** Data provided follows **

//! Implementation of the `codecanvas index` command.

use anyhow::{Context, Result};
use clap::Args;
use serde::Serialize;
use std::path::PathBuf;

use crate::adapters::sqlite::SqliteVectorIndex;
use crate::cli::output::progress::{spinner_for, ProgressBarExt};
use crate::cli::output::{output, CommandOutput};
use crate::domain::models::Config;
use crate::infrastructure::setup::open_vector_index;
use crate::services::chunker::{Chunker, DEFAULT_CHUNK_SIZE};

/// Arguments of `codecanvas index`.
#[derive(Args, Debug)]
pub struct IndexArgs {
    /// Text files to add; re-indexing a file replaces its passages
    #[arg(required = true)]
    pub paths: Vec<PathBuf>,

    /// Maximum characters per passage
    #[arg(long, default_value_t = DEFAULT_CHUNK_SIZE)]
    pub chunk_size: usize,
}

/// Passages stored for one file.
#[derive(Debug, Serialize)]
pub struct IndexedFile {
    /// File path used as source id
    pub source: String,
    /// Number of chunks stored
    pub passages: usize,
}

/// Summary of an indexing run.
#[derive(Debug, Serialize)]
pub struct IndexOutput {
    /// Per-file results
    pub files: Vec<IndexedFile>,
    /// Passages in the store afterwards
    pub total_passages: i64,
    /// Embedder used
    pub embedder: String,
}

impl CommandOutput for IndexOutput {
    fn to_human(&self) -> String {
        let mut lines: Vec<String> = self
            .files
            .iter()
            .map(|file| format!("  {} ({} passages)", file.source, file.passages))
            .collect();
        lines.insert(0, format!("Indexed {} file(s) with {}:", self.files.len(), self.embedder));
        lines.push(format!("\n{} passages in the knowledge base", self.total_passages));
        lines.join("\n")
    }
}

/// Run `codecanvas index`.
pub async fn execute(args: IndexArgs, config: &Config, json_mode: bool) -> Result<()> {
    let index = open_vector_index(config).await?;
    let output_data = index_files(&index, &args.paths, args.chunk_size, json_mode).await?;
    output(&output_data, json_mode);
    Ok(())
}

/// Chunk each file and store its passages under the file path.
pub async fn index_files(
    index: &SqliteVectorIndex,
    paths: &[PathBuf],
    chunk_size: usize,
    json_mode: bool,
) -> Result<IndexOutput> {
    if chunk_size == 0 {
        anyhow::bail!("--chunk-size must be greater than 0");
    }
    let chunker = Chunker::new(chunk_size);
    let mut files = Vec::with_capacity(paths.len());

    for path in paths {
        let source = path.display().to_string();
        let spinner = spinner_for(json_mode, format!("Indexing {source}"));

        let text = tokio::fs::read_to_string(path)
            .await
            .with_context(|| format!("Failed to read {source}"))?;
        let passages = chunker.chunk(&text);
        let stored = index
            .replace_source(&source, &passages)
            .await
            .with_context(|| format!("Failed to index {source}"))?;

        spinner.finish_success(format!("{source}: {stored} passages"));
        files.push(IndexedFile {
            source,
            passages: stored,
        });
    }

    Ok(IndexOutput {
        files,
        total_passages: index.count().await?,
        embedder: index.embedder_name().to_string(),
    })
}

#[cfg(test)]
mod tests {
    use super::*;
    use crate::adapters::embeddings::HashingEmbeddingProvider;
    use crate::adapters::sqlite::create_test_pool;
    use std::sync::Arc;

    async fn index() -> SqliteVectorIndex {
        let pool = create_test_pool().await.unwrap();
        SqliteVectorIndex::from_pool(pool, Arc::new(HashingEmbeddingProvider::new(64).unwrap()))
            .await
            .unwrap()
    }

    #[tokio::test]
    async fn test_reindexing_replaces_passages() {
        let dir = tempfile::tempdir().unwrap();
        let path = dir.path().join("notes.md");
        std::fs::write(&path, "First paragraph.\n\nSecond paragraph.").unwrap();
        let index = index().await;

        let first = index_files(&index, &[path.clone()], 20, true).await.unwrap();
        assert_eq!(first.files[0].passages, 2);

        std::fs::write(&path, "Only one paragraph now.").unwrap();
        let second = index_files(&index, &[path], 1000, true).await.unwrap();

        assert_eq!(second.files[0].passages, 1);
        assert_eq!(second.total_passages, 1);
        assert_eq!(second.embedder, "hashing");
    }

    #[tokio::test]
    async fn test_missing_file_is_an_error() {
        let index = index().await;
        let err = index_files(&index, &[PathBuf::from("/nonexistent/file.txt")], 100, true)
            .await
            .unwrap_err();
        assert!(err.to_string().contains("Failed to read"));
    }
}
//! Prompt templates for every generation call site.

use crate::domain::models::{Complexity, ReasoningStep, RetrievedDocument};

/// Classification prompt: recent history, retrieved passages, current code
/// and the query, asking for a single literal token.
pub fn classification(
    query: &str,
    recent_history: &[String],
    documents: &[RetrievedDocument],
    code: &str,
) -> String {
    let history = recent_history.join("\n");
    let similar = documents
        .iter()
        .map(|doc| doc.content.as_str())
        .collect::<Vec<_>>()
        .join("\n");

    format!(
        "Consider the context of the last {count} messages below:\n\n\
         {history}\n\n\
         Also consider the following similar documents:\n\n\
         {similar}\n\n\
         And consider the current code:\n\n\
         {code}\n\n\
         Based on this context and the following question:\n\n\
         Question: {query}\n\n\
         Determine whether the question requires a simple or a complex answer.\n\
         Answer only with \"{simple}\" or \"{complex}\".\n",
        count = recent_history.len(),
        simple = Complexity::Simple.token(),
        complex = Complexity::Complex.token(),
    )
}

/// Reasoning-phase prompt; verbosity follows `complexity`.
pub fn reasoning(query: &str, code: &str, complexity: Complexity) -> String {
    let (depth, detail) = match complexity {
        Complexity::Complex => ("complex", "Provide a detailed answer for each step."),
        Complexity::Simple => ("simple", "Provide a concise answer for each step."),
    };

    format!(
        "Question: {query}\n\
         The current code is:\n{code}\n\n\
         Generate a {depth} chain of thought to answer the question above, using the following steps:\n\
         {steps}\n\
         {detail}\n",
        steps = ReasoningStep::catalog(),
    )
}

/// Final-answer prompt built on the reasoning text.
pub fn final_answer(query: &str, reasoning: &str) -> String {
    format!(
        "Based on the following chain of thought:\n{reasoning}\n\
         Provide a direct and concise answer to the original question: {query}\n"
    )
}

/// Fresh code solution for an empty editor.
pub fn fresh_code(query: &str, reasoning: &str, final_answer: &str) -> String {
    format!(
        "Based on the chain of thought and the final answer provided, write code that solves \
         the problem described in the user's query.\n\n\
         User query: {query}\n\n\
         Chain of thought: {reasoning}\n\n\
         Final answer: {final_answer}\n\n\
         Code solution:"
    )
}

/// Modification proposal for existing code.
pub fn code_modification(query: &str, reasoning: &str, final_answer: &str, code: &str) -> String {
    format!(
        "The current code is:\n{code}\n\n\
         Based on the user's query: {query}\n\
         The chain of thought: {reasoning}\n\
         And the final answer: {final_answer}\n\
         Suggest modifications or improvements to the existing code to address the query. \
         Return the complete updated code in a single code block.\n"
    )
}

/// Ask the model to merge every code block of `text` into one.
pub fn synthesis(text: &str) -> String {
    format!(
        "The response below contains multiple code blocks. Synthesize all of them into a \
         single working code block and return only that block.\n\n\
         Original response:\n{text}\n\n\
         Synthesized response:\n"
    )
}

/// Ask for a short description of a code block.
pub fn describe_code(code: &str) -> String {
    format!(
        "Describe in one short paragraph what the following code does. \
         Answer with plain text only, no code.\n\n{code}\n"
    )
}

/// Ask for a short observation (caveats, assumptions) about a code block.
pub fn observe_code(code: &str) -> String {
    format!(
        "Write one short paragraph with the most important observation about the following \
         code, such as assumptions, limitations or caveats. Answer with plain text only, \
         no code.\n\n{code}\n"
    )
}

/// Break a request into smaller subqueries.
pub fn subqueries(query: &str) -> String {
    format!(
        "Break the following request down into a series of smaller, manageable subqueries, \
         one per line:\n{query}"
    )
}
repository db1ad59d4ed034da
//! Crab Orders - 订单存储库
//!
//! Durable order repository over an embedded key-value store, with
//! cursor-based pagination and a strictly forward status lifecycle.
//!
//! # 模块结构
//!
//! ```text
//! src/
//! ├── core/     # 配置
//! ├── store/    # key-value 存储层 (redb)
//! └── orders/   # 订单领域: 实体、编解码、索引、仓储、服务
//! ```
//!
//! # Example
//!
//! ```no_run
//! use std::sync::Arc;
//! use crab_orders::{OrderRepository, OrderService, RandomIdGenerator, RedbStore, StoreConfig};
//!
//! # async fn run() -> Result<(), Box<dyn std::error::Error>> {
//! let config = StoreConfig::from_env();
//! let store = Arc::new(RedbStore::open(&config.store_path)?);
//! let service = OrderService::new(OrderRepository::new(store), Arc::new(RandomIdGenerator))
//!     .with_page_size(config.page_size);
//!
//! let order = service.create_order(uuid::Uuid::new_v4(), vec![]).await?;
//! let shipped = service.ship_order(order.order_id).await?;
//! # Ok(())
//! # }
//! ```

pub mod core;
pub mod orders;
pub mod store;

// Re-export 公共类型
pub use crate::core::StoreConfig;
pub use orders::{
    CodecError, FindAllPage, FindAllResult, IdGenerator, LineItem, Order, OrderIndex,
    OrderRepository, OrderService, OrderStatus, RandomIdGenerator, RepoError, RepoResult,
    ServiceError, ServiceResult,
};
pub use store::{KvStore, RedbStore, StoreError, StoreResult};
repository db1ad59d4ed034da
//! Ordered index of live order identifiers.
//!
//! The index is the pagination source of truth: it lists every live order
//! id in insertion order and supports rank-range reads, so listing never
//! scans the whole keyspace.

use std::sync::Arc;

use crate::store::{KvStore, StoreResult};

/// Handle to the well-known order index structure in the store.
#[derive(Clone)]
pub struct OrderIndex {
    store: Arc<dyn KvStore>,
}

impl OrderIndex {
    pub fn new(store: Arc<dyn KvStore>) -> Self {
        Self { store }
    }

    /// Append `id` at the end of the index.
    ///
    /// Not idempotent; the repository adds each id exactly once, on insert.
    pub async fn add(&self, id: u64) -> StoreResult<()> {
        self.store.index_append(id).await
    }

    /// Remove `id` from the index. Returns whether it was present.
    ///
    /// The repository only calls this after a successful existence check,
    /// so `false` signals index/record divergence, not a normal miss.
    pub async fn remove(&self, id: u64) -> StoreResult<bool> {
        self.store.index_remove(id).await
    }

    /// Identifiers at ranks `offset..offset+size`, in index order, plus
    /// whether further entries exist beyond the returned page.
    pub async fn range(&self, offset: u64, size: u64) -> StoreResult<(Vec<u64>, bool)> {
        self.store.index_range(offset, size).await
    }
}
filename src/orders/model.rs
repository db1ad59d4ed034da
//! Order entity and its derived lifecycle status.

use chrono::{DateTime, Utc};
use rust_decimal::Decimal;
use serde::{Deserialize, Serialize};
use uuid::Uuid;

/// A single purchased item on an order.
///
/// The repository never interprets line items; they are stored and returned
/// verbatim.
#[derive(Debug, Clone, PartialEq, Eq, Serialize, Deserialize)]
pub struct LineItem {
    pub item_id: Uuid,
    pub quantity: u32,
    pub price: Decimal,
}

/// The persisted order record.
///
/// `order_id`, `customer_id`, `line_items` and `created_at` are immutable
/// once assigned. The only post-creation mutation is the status transition,
/// which sets `shipped_at` and later `completed_at`. Status itself is never
/// stored; it is derived from the timestamp pair (see [`Order::status`]).
#[derive(Debug, Clone, PartialEq, Eq, Serialize, Deserialize)]
pub struct Order {
    pub order_id: u64,
    pub customer_id: Uuid,
    pub line_items: Vec<LineItem>,
    pub created_at: DateTime<Utc>,
    pub shipped_at: Option<DateTime<Utc>>,
    pub completed_at: Option<DateTime<Utc>>,
}

/// Derived lifecycle stage. Strictly forward: Pending → Shipped → Completed.
#[derive(Debug, Clone, Copy, PartialEq, Eq, Serialize, Deserialize)]
#[serde(rename_all = "lowercase")]
pub enum OrderStatus {
    Pending,
    Shipped,
    Completed,
}

impl Order {
    /// Status derived from the timestamp pair.
    ///
    /// Invariant: `completed_at` is never set while `shipped_at` is null.
    /// The enforcing layer (`OrderService`) guarantees this before any
    /// record reaches storage.
    pub fn status(&self) -> OrderStatus {
        match (self.shipped_at, self.completed_at) {
            (None, _) => OrderStatus::Pending,
            (Some(_), None) => OrderStatus::Shipped,
            (Some(_), Some(_)) => OrderStatus::Completed,
        }
    }
}

impl std::fmt::Display for OrderStatus {
    fn fmt(&self, f: &mut std::fmt::Formatter<'_>) -> std::fmt::Result {
        match self {
            OrderStatus::Pending => write!(f, "pending"),
            OrderStatus::Shipped => write!(f, "shipped"),
            OrderStatus::Completed => write!(f, "completed"),
        }
    }
}
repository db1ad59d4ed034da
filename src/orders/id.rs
//! Order identity generation.

/// Produces order identifiers intended to be unique across all orders ever
/// created.
pub trait IdGenerator: Send + Sync {
    fn next_id(&self) -> u64;
}

/// Uniform random draw over the full 64-bit space.
///
/// The collision probability is low enough to be acceptable in practice but
/// it is **not zero** — this is a known weak point, not a guarantee. The
/// store reports a uniqueness violation on insert
/// (`StoreError::AlreadyExists`), and `OrderService::create_order` retries
/// with a fresh draw a bounded number of times.
#[derive(Debug, Clone, Copy, Default)]
pub struct RandomIdGenerator;

impl IdGenerator for RandomIdGenerator {
    fn next_id(&self) -> u64 {
        rand::random()
    }
}
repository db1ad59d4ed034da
//! Record codec: order ↔ storage bytes.
//!
//! The storage representation is self-describing JSON. `encode` and `decode`
//! are inverses: for every valid order, `decode(encode(order)) == order`.
//! Bytes produced by `encode` always decode, so a decode failure on a stored
//! record means the record is corrupt and the operation must fail, never
//! retry.

use thiserror::Error;

use super::model::Order;

/// Codec errors
#[derive(Debug, Error)]
pub enum CodecError {
    #[error("Malformed order record: {0}")]
    Malformed(#[from] serde_json::Error),
}

/// Serialize an order into its storage representation.
pub fn encode(order: &Order) -> Result<Vec<u8>, CodecError> {
    Ok(serde_json::to_vec(order)?)
}

/// Deserialize an order from its storage representation.
pub fn decode(bytes: &[u8]) -> Result<Order, CodecError> {
    Ok(serde_json::from_slice(bytes)?)
}
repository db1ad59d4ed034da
pub mod config;

pub use config::StoreConfig;
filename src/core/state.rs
//! Autosplitter state types

use serde::{Deserialize, Serialize};

use super::events::SplitEvent;

/// Current state of the autosplitter
#[derive(Debug, Clone, Serialize, Deserialize, Default, PartialEq, Eq)]
pub struct AutosplitterState {
    /// ID of the game being tracked
    pub game_id: String,
    /// Whether a game process is currently attached
    pub process_attached: bool,
    /// Process ID if attached
    pub process_id: Option<u32>,
    /// Process name if attached
    pub process_name: Option<String>,
    /// Number of ticks processed
    pub ticks: u64,
    /// Event indices that fired since the last reset, in firing order
    pub splits_fired: Vec<usize>,
    /// Load-removal signal from the last tick
    pub is_loading: Option<bool>,
}

impl AutosplitterState {
    pub fn new(game_id: impl Into<String>) -> Self {
        Self {
            game_id: game_id.into(),
            ..Default::default()
        }
    }

    pub fn mark_attached(&mut self, process_id: u32, process_name: impl Into<String>) {
        self.process_attached = true;
        self.process_id = Some(process_id);
        self.process_name = Some(process_name.into());
    }

    pub fn mark_detached(&mut self) {
        self.process_attached = false;
        self.process_id = None;
        self.process_name = None;
        self.is_loading = None;
    }

    pub fn record_split(&mut self, event: &SplitEvent) {
        self.splits_fired.push(event.index);
    }

    /// Clear per-run progress
    pub fn reset(&mut self) {
        self.splits_fired.clear();
    }
}

/// Result of a single tick
#[derive(Debug, Clone, Default, Serialize, Deserialize, PartialEq, Eq)]
pub struct TickResult {
    /// Splits that fired this tick, in configuration order
    pub splits: Vec<SplitEvent>,
    /// Whether the game is loading (None if unknown or detached)
    pub is_loading: Option<bool>,
    pub process_attached: bool,
}

impl TickResult {
    pub fn should_split(&self) -> bool {
        !self.splits.is_empty()
    }
}

#[cfg(test)]
mod tests {
    use super::*;

    #[test]
    fn test_attach_detach() {
        let mut state = AutosplitterState::new("kingpin");
        state.mark_attached(1234, "kingpin.exe");
        state.is_loading = Some(true);
        assert!(state.process_attached);
        assert_eq!(state.process_id, Some(1234));

        state.mark_detached();
        assert!(!state.process_attached);
        assert_eq!(state.process_id, None);
        assert_eq!(state.process_name, None);
        assert_eq!(state.is_loading, None);
        assert_eq!(state.game_id, "kingpin");
    }

    #[test]
    fn test_record_and_reset() {
        let mut state = AutosplitterState::new("kingpin");
        state.record_split(&SplitEvent::new(0, "a", 1));
        state.record_split(&SplitEvent::new(2, "b", 5));
        assert_eq!(state.splits_fired, vec![0, 2]);

        state.ticks = 9;
        state.reset();
        assert!(state.splits_fired.is_empty());
        assert_eq!(state.ticks, 9);
    }

    #[test]
    fn test_state_serialization() {
        let mut state = AutosplitterState::new("kingpin");
        state.mark_attached(42, "kingpin.exe");
        let json = serde_json::to_string(&state).unwrap();
        let parsed: AutosplitterState = serde_json::from_str(&json).unwrap();
        assert_eq!(parsed, state);
    }
}
//! Main autosplitter runner

use std::sync::Arc;

use super::events::{EventHandler, SplitCallback, SplitEvent};
use super::state::{AutosplitterState, TickResult};
use crate::games::{Game, SplitCondition, StateTracker};
use crate::memory::{ProcessContext, ProcessFinder};

type SnapshotOf<G> = <<G as Game>::Tracker as StateTracker>::Snapshot;

struct AttachedProcess<T> {
    ctx: ProcessContext,
    tracker: T,
}

/// Polls a game process and evaluates the configured split events.
///
/// The host drives it by calling [`Autosplitter::tick`] from its timer loop;
/// nothing here spawns threads or blocks.
pub struct Autosplitter<G: Game> {
    game: G,
    events: Vec<G::Event>,
    /// Result of each event on the previous tick, for level-triggered events
    was_true: Vec<bool>,
    finder: Arc<dyn ProcessFinder>,
    process: Option<AttachedProcess<G::Tracker>>,
    state: AutosplitterState,
    handler: EventHandler,
}

impl<G: Game> Autosplitter<G> {
    /// Create an autosplitter; events disabled by the game settings are dropped
    pub fn new(game: G, events: Vec<G::Event>, finder: Arc<dyn ProcessFinder>) -> Self {
        let events: Vec<G::Event> = events
            .into_iter()
            .filter(|event| {
                let enabled = game.is_event_enabled(event);
                if !enabled {
                    log::warn!("Ignoring disabled event: {}", event);
                }
                enabled
            })
            .collect();

        log::info!(
            "{} configured with {} events",
            game.component_name(),
            events.len()
        );

        let state = AutosplitterState::new(game.id());
        Self {
            game,
            was_true: vec![false; events.len()],
            events,
            finder,
            process: None,
            state,
            handler: EventHandler::new(),
        }
    }

    pub fn game(&self) -> &G {
        &self.game
    }

    pub fn events(&self) -> &[G::Event] {
        &self.events
    }

    pub fn state(&self) -> &AutosplitterState {
        &self.state
    }

    pub fn is_attached(&self) -> bool {
        self.process.is_some()
    }

    /// Snapshot of the attached game, if any
    pub fn snapshot(&self) -> Option<&SnapshotOf<G>> {
        self.process.as_ref().map(|p| p.tracker.snapshot())
    }

    /// Register a callback for split events
    pub fn on_split(&mut self, callback: SplitCallback) {
        self.handler.on_split(callback);
    }

    /// Clear per-run progress; the game snapshot is kept
    pub fn reset(&mut self) {
        self.state.reset();
        self.was_true.fill(false);
        log::info!("Autosplitter reset");
    }

    /// Drop the attached process, if any
    pub fn detach(&mut self) {
        if let Some(process) = self.process.take() {
            log::info!(
                "Detached from '{}' (PID: {})",
                process.ctx.process_name(),
                process.ctx.process_id()
            );
        }
        self.state.mark_detached();
        self.was_true.fill(false);
    }

    /// Run one poll tick: attach if needed, update the game state and
    /// evaluate every configured event.
    pub fn tick(&mut self) -> TickResult {
        self.state.ticks += 1;
        let tick = self.state.ticks;

        if self.process.as_ref().is_some_and(|p| !p.ctx.is_alive()) {
            log::info!("{} process exited", self.game.name());
            self.detach();
        }

        if self.process.is_none() && !self.try_attach() {
            return TickResult::default();
        }

        let Some(process) = self.process.as_mut() else {
            return TickResult::default();
        };

        process.tracker.update(&process.ctx);
        let snapshot = process.tracker.snapshot();

        let mut splits = Vec::new();
        for (index, (event, was_true)) in self.events.iter().zip(&mut self.was_true).enumerate() {
            let occurred = event.has_occurred(snapshot);
            let held = event.is_level_triggered() && *was_true;
            *was_true = occurred;
            if occurred && !held {
                splits.push(SplitEvent::new(index, event.to_string(), tick));
            }
        }

        for split in &splits {
            log::debug!("Split {} on tick {}: {}", split.index, tick, split.description);
            self.state.record_split(split);
            self.handler.emit(split);
        }

        let is_loading = if self.game.load_removal_exists() {
            process.tracker.is_loading()
        } else {
            None
        };
        self.state.is_loading = is_loading;

        TickResult {
            splits,
            is_loading,
            process_attached: true,
        }
    }

    fn try_attach(&mut self) -> bool {
        let names = self.game.process_names();
        let name_refs: Vec<&str> = names.iter().map(|s| s.as_str()).collect();

        let Some((pid, name)) = self.finder.find_process(&name_refs) else {
            return false;
        };

        let reader = match self.finder.open_process(pid, &name) {
            Ok(reader) => reader,
            Err(e) => {
                log::debug!("Found '{}' (PID: {}) but could not open it: {}", name, pid, e);
                return false;
            }
        };

        let ctx = ProcessContext::new(reader, pid, name);
        log::info!(
            "Found '{}' (PID: {}), base=0x{:X}, size=0x{:X}",
            ctx.process_name(),
            pid,
            ctx.base_address(),
            ctx.module_size()
        );

        let tracker = self.game.create_tracker(&ctx);
        self.state.mark_attached(pid, ctx.process_name());
        self.process = Some(AttachedProcess { ctx, tracker });
        true
    }
}

#[cfg(test)]
mod tests {
    use super::*;
    use crate::games::kingpin::{
        addresses::{CUTSCENE_FLAG_OFFSET, MAP_NAME_LENGTH},
        AddressTable, Kingpin, KingpinEvent, KingpinSettings,
    };
    use crate::memory::{MockMemoryReader, MockProcessFinder};
    use std::sync::atomic::{AtomicUsize, Ordering};

    const BASE: usize = 0x400000;

    fn setup(
        events: Vec<KingpinEvent>,
    ) -> (Autosplitter<Kingpin>, MockMemoryReader, Arc<MockProcessFinder>) {
        let memory = MockMemoryReader::new().with_base(BASE);
        let finder = Arc::new(MockProcessFinder::new());
        finder.add_process_with_reader(100, "kingpin.exe", memory.clone());
        let splitter = Autosplitter::new(Kingpin::new(), events, finder.clone());
        (splitter, memory, finder)
    }

    fn set(memory: &MockMemoryReader, code: i32, map: &str) {
        let addresses = AddressTable::default();
        memory.write_i32(BASE + addresses.game_state, code);
        memory.write_c_string(BASE + addresses.map_name, map, MAP_NAME_LENGTH);
    }

    #[test]
    fn test_no_process() {
        let finder = Arc::new(MockProcessFinder::new());
        let mut splitter = Autosplitter::new(Kingpin::new(), vec![], finder);
        let result = splitter.tick();
        assert!(!result.process_attached);
        assert!(!splitter.is_attached());
        assert!(splitter.snapshot().is_none());
        assert_eq!(splitter.state().ticks, 1);
    }

    #[test]
    fn test_attach_on_first_tick() {
        let (mut splitter, memory, _finder) = setup(vec![]);
        set(&memory, 3, "");
        let result = splitter.tick();
        assert!(result.process_attached);
        assert_eq!(result.is_loading, Some(true));
        assert_eq!(splitter.state().process_id, Some(100));
        assert_eq!(splitter.state().process_name.as_deref(), Some("kingpin.exe"));
    }

    #[test]
    fn test_splits_fire_in_order() {
        let (mut splitter, memory, _finder) = setup(vec![
            KingpinEvent::map_changed(),
            KingpinEvent::loaded_map("intro"),
        ]);
        set(&memory, 3, "");
        assert!(!splitter.tick().should_split());

        set(&memory, 4, "intro.bsp");
        let result = splitter.tick();
        let indices: Vec<usize> = result.splits.iter().map(|s| s.index).collect();
        assert_eq!(indices, vec![0, 1]);
        assert_eq!(result.splits[1].description, "Map 'intro.bsp' was loaded");
        assert_eq!(result.splits[1].tick, 2);
        assert_eq!(splitter.state().splits_fired, vec![0, 1]);

        splitter.reset();
        assert!(splitter.state().splits_fired.is_empty());
    }

    #[test]
    fn test_disabled_events_are_dropped() {
        let finder = Arc::new(MockProcessFinder::new());
        let game = Kingpin::new().with_settings(KingpinSettings {
            map_changed: false,
            cutscene_started: false,
        });
        let splitter = Autosplitter::new(
            game,
            vec![
                KingpinEvent::map_changed(),
                KingpinEvent::cutscene_started(),
                KingpinEvent::finished_map("intro"),
            ],
            finder,
        );
        assert_eq!(splitter.events(), &[KingpinEvent::finished_map("intro")]);
    }

    #[test]
    fn test_callbacks_receive_splits() {
        let (mut splitter, memory, _finder) = setup(vec![KingpinEvent::loaded_map("intro")]);
        let count = Arc::new(AtomicUsize::new(0));
        let seen = count.clone();
        splitter.on_split(Box::new(move |_| {
            seen.fetch_add(1, Ordering::SeqCst);
        }));

        set(&memory, 3, "");
        splitter.tick();
        set(&memory, 4, "intro.bsp");
        splitter.tick();
        splitter.tick();
        assert_eq!(count.load(Ordering::SeqCst), 1);
    }

    #[test]
    fn test_detach_when_process_exits() {
        let (mut splitter, memory, finder) = setup(vec![]);
        set(&memory, 4, "intro.bsp");
        splitter.tick();
        assert!(splitter.is_attached());

        memory.invalidate();
        finder.remove_process(100);
        let result = splitter.tick();
        assert!(!result.process_attached);
        assert!(!splitter.state().process_attached);
        assert_eq!(splitter.state().is_loading, None);
    }

    #[test]
    fn test_reattach_starts_fresh_snapshot() {
        let (mut splitter, memory, finder) = setup(vec![KingpinEvent::loaded_map("intro")]);
        set(&memory, 4, "intro.bsp");
        assert!(splitter.tick().should_split());

        memory.invalidate();
        finder.remove_process(100);
        splitter.tick();

        let fresh = MockMemoryReader::new().with_base(BASE);
        finder.add_process_with_reader(200, "kingpin.exe", fresh.clone());
        set(&fresh, 4, "intro.bsp");
        let result = splitter.tick();
        assert!(result.process_attached);
        assert!(result.should_split());
        assert_eq!(splitter.state().process_id, Some(200));
    }

    #[test]
    fn test_held_cutscene_splits_once() {
        let (mut splitter, memory, _finder) = setup(vec![KingpinEvent::cutscene_started()]);
        set(&memory, 3, "");
        splitter.tick();
        set(&memory, 4, "rcboss2.bsp");
        splitter.tick();

        memory.write_u8(BASE + CUTSCENE_FLAG_OFFSET, 1);
        let per_tick: Vec<usize> = (0..5).map(|_| splitter.tick().splits.len()).collect();
        assert_eq!(per_tick, vec![1, 0, 0, 0, 0]);
        assert_eq!(splitter.state().splits_fired, vec![0]);

        // Dropping the flag re-arms the event
        memory.write_u8(BASE + CUTSCENE_FLAG_OFFSET, 0);
        assert!(!splitter.tick().should_split());
        memory.write_u8(BASE + CUTSCENE_FLAG_OFFSET, 1);
        assert!(splitter.tick().should_split());
    }

    #[test]
    fn test_reset_rearms_held_cutscene() {
        let (mut splitter, memory, _finder) = setup(vec![KingpinEvent::cutscene_started()]);
        set(&memory, 4, "rcboss2.bsp");
        memory.write_u8(BASE + CUTSCENE_FLAG_OFFSET, 1);
        assert!(splitter.tick().should_split());
        assert!(!splitter.tick().should_split());

        splitter.reset();
        assert!(splitter.tick().should_split());
    }

    #[test]
    fn test_consecutive_map_changes_both_split() {
        let (mut splitter, memory, _finder) = setup(vec![KingpinEvent::map_changed()]);
        set(&memory, 4, "intro.bsp");
        splitter.tick();
        set(&memory, 3, "sr1.bsp");
        assert!(splitter.tick().should_split());
        set(&memory, 4, "sr2.bsp");
        assert!(splitter.tick().should_split());
    }
}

** End of Data provided **

Exercise brief: Which of the lines in the data contain the string "timestamp"? Return each one.

Response for this exercise:
/// stored; it is derived from the timestamp pair (see [`Order::status`]).
    /// Status derived from the timestamp pair.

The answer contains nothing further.